Donald Trump later appeared to endorse this violence:
“Maybe he should have been roughed up, because it was absolutely disgusting what he was doing,” Trump said on the Fox News Channel on Sunday morning. “I have a lot of fans, and they were not happy about it. And this was a very obnoxious guy who was a trouble-maker who was looking to make trouble.”
In their current state of outrage about anti-racism protests at America’s colleges and universities, “political correctness,” and Black Lives Matter activism, movement conservatives are refighting the Culture Wars of the 1960s and 1980s. Once more, the university is their enemy both because of the American right’s deeply rooted anti-intellectualism, as well as how it is one of the few spaces where women, gays and lesbians, and people of color are (incorrectly) imagined as having a voice and some pittance of power.
Because conservatives exhibit a high degree of social dominance behavior, any threat to what they view as “the natural order of things” is met with fear, a sense of victimization, and feelings of hostility. This dynamic helps to explain the right-wing’s current obsession with “political correctness” and “safe spaces.” It also reveals the glaring difference between how movement conservatives and liberally minded people understand the world, and the language they use to describe it.

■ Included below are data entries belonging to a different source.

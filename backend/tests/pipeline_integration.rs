
use std::sync::Arc;

use sqlx::any::AnyPoolOptions;
use uuid::Uuid;

use mock_store::{FailingSink, GapperRejectingSink, MemoryBatchStore};
use sector_sentiment::batch::repository_sqlx::SqlxBatchStore;
use sector_sentiment::batch::sink::BatchSink;
use sector_sentiment::config::{FreshnessConfig, PipelineConfig};
use sector_sentiment::db::schema;
use sector_sentiment::freshness::service::FreshnessService;
use sector_sentiment::freshness::types::FreshnessState;
use sector_sentiment::metrics::PipelineCounters;
use sector_sentiment::pipeline::{RunStatus, SectorPipeline};
use sector_sentiment::sector::{Sector, SectorUniverse};
use sector_sentiment::sentiment::aggregate::AggregationMode;
use sector_sentiment::sentiment::gappers::GapperKind;
use sector_sentiment::snapshot::memory::MemorySnapshotSource;
use sector_sentiment::snapshot::sqlx_source::SqlxSnapshotSource;
use sector_sentiment::snapshot::types::PriceSnapshot;
use sector_sentiment::timeframe::{SnapshotSeries, Timeframe};

const MIN: u64 = 60_000;
const DAY: u64 = 24 * 60 * MIN;
const NOW: u64 = 20_000 * DAY;

fn cfg() -> PipelineConfig {
    PipelineConfig {
        sectors: SectorUniverse::new(["technology", "energy"].map(Sector::from)),
        ..PipelineConfig::default()
    }
}

fn pipeline(src: Arc<MemorySnapshotSource>, sink: Arc<dyn BatchSink>) -> SectorPipeline {
    SectorPipeline::new(src.clone(), src, sink, cfg(), PipelineCounters::default())
}

/// A: only a 20-minute-old comparison point (too recent for the 25-minute
/// lookback). B: a 35-minute-old point at 100.0, now at 110.0.
fn anchor_example() -> Arc<MemorySnapshotSource> {
    let src = Arc::new(MemorySnapshotSource::new());
    let tech = Sector::from("technology");

    src.assign(tech.clone(), "A");
    src.record(SnapshotSeries::Intraday, PriceSnapshot::new("A", 50.0, 1_000, NOW - 20 * MIN));
    src.record(SnapshotSeries::Intraday, PriceSnapshot::new("A", 55.0, 1_000, NOW));

    src.assign(tech, "B");
    src.record(SnapshotSeries::Intraday, PriceSnapshot::new("B", 100.0, 2_000, NOW - 35 * MIN));
    src.record(SnapshotSeries::Intraday, PriceSnapshot::new("B", 110.0, 2_000, NOW));

    src
}

#[tokio::test]
async fn anchor_window_excludes_too_recent_comparison() {
    let store = Arc::new(MemoryBatchStore::new());
    let p = pipeline(anchor_example(), store.clone());

    let out = p.run_pipeline(Timeframe::Intraday, NOW).await.unwrap();
    assert_eq!(out.status, RunStatus::Success);

    let records = store.records.lock();
    let tech = records.iter().find(|r| r.sector.as_str() == "technology").unwrap();
    assert_eq!(tech.simple_score, 10.0);
    assert_eq!(tech.weighted_score, Some(10.0));
    assert_eq!(tech.sample_size, 1);

    let c = p.counters().snapshot();
    assert_eq!(c.excluded_missing_anchor, 1);
    assert_eq!(c.instruments_included, 1);
}

#[tokio::test]
async fn repeated_runs_over_unchanged_data_are_identical() {
    let src = anchor_example();
    src.assign(Sector::from("energy"), "XOM");
    src.record(SnapshotSeries::Intraday, PriceSnapshot::new("XOM", 100.0, 7_777, NOW - 40 * MIN));
    src.record(SnapshotSeries::Intraday, PriceSnapshot::new("XOM", 97.3, 7_777, NOW));

    let store = Arc::new(MemoryBatchStore::new());
    let p = pipeline(src, store.clone());

    let first = p.run_pipeline(Timeframe::Intraday, NOW).await.unwrap();
    let second = p.run_pipeline(Timeframe::Intraday, NOW).await.unwrap();
    assert_ne!(first.batch_id, second.batch_id);

    let records = store.records.lock();
    let of = |id: &Option<String>| {
        records
            .iter()
            .filter(|r| Some(&r.batch_id) == id.as_ref())
            .map(|r| (r.sector.clone(), r.simple_score.to_bits(), r.weighted_score.map(f64::to_bits), r.sample_size))
            .collect::<Vec<_>>()
    };
    assert_eq!(of(&first.batch_id), of(&second.batch_id));
    assert_eq!(of(&first.batch_id).len(), 2);
}

#[tokio::test]
async fn validator_rejection_writes_nothing() {
    let src = anchor_example();
    src.assign(Sector::from("energy"), "MOON");
    src.record(SnapshotSeries::Intraday, PriceSnapshot::new("MOON", 1.0, 10, NOW - 30 * MIN));
    src.record(SnapshotSeries::Intraday, PriceSnapshot::new("MOON", 5.0, 10, NOW));

    let store = Arc::new(MemoryBatchStore::new());
    let p = pipeline(src, store.clone());

    let out = p.run_pipeline(Timeframe::Intraday, NOW).await.unwrap();

    assert_eq!(out.status, RunStatus::PersistFailed);
    assert!(out.error.unwrap().contains("simple_score"));
    assert_eq!(store.record_count(), 0);
    assert!(store.gappers.lock().is_empty());
    assert_eq!(p.counters().snapshot().runs_persist_failed, 1);
}

#[tokio::test]
async fn sink_failure_reports_persist_failed() {
    let p = pipeline(anchor_example(), Arc::new(FailingSink));

    let out = p.run_pipeline(Timeframe::Intraday, NOW).await.unwrap();

    assert_eq!(out.status, RunStatus::PersistFailed);
    assert!(out.batch_id.is_none());
    assert!(out.error.unwrap().contains("disk I/O error"));
}

#[tokio::test]
async fn gapper_write_failure_keeps_the_committed_batch() {
    let sink = Arc::new(GapperRejectingSink::new());
    let p = pipeline(anchor_example(), sink.clone());

    let out = p.run_pipeline(Timeframe::Intraday, NOW).await.unwrap();

    assert_eq!(out.status, RunStatus::Success);
    assert_eq!(out.sector_count, Some(2));
    assert_eq!(sink.inner.record_count(), 2);
    assert!(sink.inner.gappers.lock().is_empty());
    assert!(sink
        .inner
        .records
        .lock()
        .iter()
        .all(|r| Some(&r.batch_id) == out.batch_id.as_ref()));
    assert_eq!(p.counters().snapshot().runs_success, 1);
}

#[tokio::test]
async fn no_included_instrument_reports_no_sectors() {
    let store = Arc::new(MemoryBatchStore::new());
    // Daily series is empty, so the multi-day run has nothing to anchor.
    let p = pipeline(anchor_example(), store.clone());

    let out = p.run_pipeline(Timeframe::MultiDay, NOW).await.unwrap();

    assert_eq!(out.status, RunStatus::NoSectors);
    assert_eq!(store.record_count(), 0);
}

#[tokio::test]
async fn rank_mode_reads_the_daily_series() {
    let src = Arc::new(MemorySnapshotSource::new());
    src.assign(Sector::from("energy"), "XOM");
    for (i, price) in [100.0, 101.0, 102.0, 103.0, 104.0].into_iter().enumerate() {
        src.record(
            SnapshotSeries::Daily,
            PriceSnapshot::new("XOM", price, 1_000, NOW - (4 - i as u64) * DAY),
        );
    }

    let store = Arc::new(MemoryBatchStore::new());
    let p = pipeline(src, store.clone());

    p.run_pipeline(Timeframe::MultiDay, NOW).await.unwrap();
    p.run_pipeline(Timeframe::Weekly, NOW).await.unwrap();

    let records = store.records.lock();
    let energy = |tf: Timeframe| {
        records
            .iter()
            .find(|r| r.timeframe == tf && r.sector.as_str() == "energy")
            .map(|r| r.simple_score)
            .unwrap()
    };
    // 3rd most recent is 102.0, 5th is 100.0
    assert_eq!(energy(Timeframe::MultiDay), 1.9608);
    assert_eq!(energy(Timeframe::Weekly), 4.0);
}

#[tokio::test]
async fn freshness_follows_the_latest_complete_batch() {
    let store = Arc::new(MemoryBatchStore::new());
    let p = pipeline(anchor_example(), store.clone());
    let freshness = FreshnessService::new(store.clone(), cfg().sectors, FreshnessConfig::default());

    assert_eq!(
        freshness.freshness(Timeframe::Intraday, NOW).await.unwrap(),
        FreshnessState::NoData
    );

    let out = p.run_pipeline(Timeframe::Intraday, NOW).await.unwrap();

    let latest = freshness
        .get_latest_complete_batch(Timeframe::Intraday, NOW + 45 * MIN)
        .await
        .unwrap()
        .unwrap();
    assert_eq!(Some(latest.batch.batch_id.clone()), out.batch_id);
    assert!(!latest.is_stale);

    assert_eq!(
        freshness.freshness(Timeframe::Intraday, NOW + 46 * MIN).await.unwrap(),
        FreshnessState::Stale
    );

    let gappers = freshness.fetch_gappers(&latest.batch.batch_id).await.unwrap();
    assert_eq!(gappers.len(), 1);
    assert_eq!(gappers[0].instrument_id, "B");
    assert_eq!(gappers[0].kind, GapperKind::Gainer);
}

#[tokio::test]
async fn sqlx_end_to_end() {
    sqlx::any::install_default_drivers();
    let conn_str = format!("sqlite:file:{}?mode=memory&cache=shared", Uuid::new_v4());
    let pool = AnyPoolOptions::new()
        .max_connections(5)
        .connect(&conn_str)
        .await
        .unwrap();
    schema::migrate(&pool).await.unwrap();

    let source = Arc::new(SqlxSnapshotSource::new(pool.clone()));
    let store = Arc::new(SqlxBatchStore::new(pool.clone()));

    let tech = Sector::from("technology");
    let energy = Sector::from("energy");
    source.upsert_instrument("AAPL", &tech, true).await.unwrap();
    source.upsert_instrument("XOM", &energy, true).await.unwrap();
    source.upsert_instrument("OLD", &energy, false).await.unwrap();

    for (id, before, after) in [("AAPL", 200.0, 204.0), ("XOM", 100.0, 95.0), ("OLD", 10.0, 20.0)] {
        source
            .record(SnapshotSeries::Intraday, &PriceSnapshot::new(id, before, 1_000, NOW - 30 * MIN))
            .await
            .unwrap();
        source
            .record(SnapshotSeries::Intraday, &PriceSnapshot::new(id, after, 1_000, NOW))
            .await
            .unwrap();
    }

    let cfg = PipelineConfig {
        aggregation: AggregationMode::Simple,
        ..cfg()
    };
    let p = SectorPipeline::new(source.clone(), source, store.clone(), cfg.clone(), PipelineCounters::default());

    let out = p.run_pipeline(Timeframe::Intraday, NOW).await.unwrap();
    assert_eq!(out.status, RunStatus::Success);
    assert_eq!(out.sector_count, Some(2));

    let freshness = FreshnessService::new(store, cfg.sectors, FreshnessConfig::default());
    let latest = freshness
        .get_latest_complete_batch(Timeframe::Intraday, NOW)
        .await
        .unwrap()
        .unwrap();

    let score = |s: &str| {
        latest
            .batch
            .records
            .iter()
            .find(|r| r.sector.as_str() == s)
            .map(|r| (r.simple_score, r.weighted_score, r.sample_size))
            .unwrap()
    };
    assert_eq!(score("technology"), (2.0, None, 1));
    // Inactive instruments are not part of the sector
    assert_eq!(score("energy"), (-5.0, None, 1));

    let summaries = freshness
        .get_recent_batch_summaries(Timeframe::Intraday, 5, NOW)
        .await
        .unwrap();
    assert_eq!(summaries.len(), 1);
    assert!(summaries[0].is_complete);
    assert_eq!(summaries[0].total_sample_size, 2);

    let gappers = freshness.fetch_gappers(&latest.batch.batch_id).await.unwrap();
    assert_eq!(gappers.len(), 2);
}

As originally used and intended by liberals and progressives, a “safe space” is one where non-whites, gays and lesbians, women, the differently-abled, and other stigmatized groups and individuals, can be momentarily free from harassment, marginalization and discrimination.
Liberals use the phrase “political correctness” to describe a basic principle that individuals should try to treat one another with dignity and respect.
Conservatives (who of course practice their own type of ideological orthodoxy as “political correctness”) are enraged by these notions because they view them as a limitation on their ability to demean, harass and abuse other people.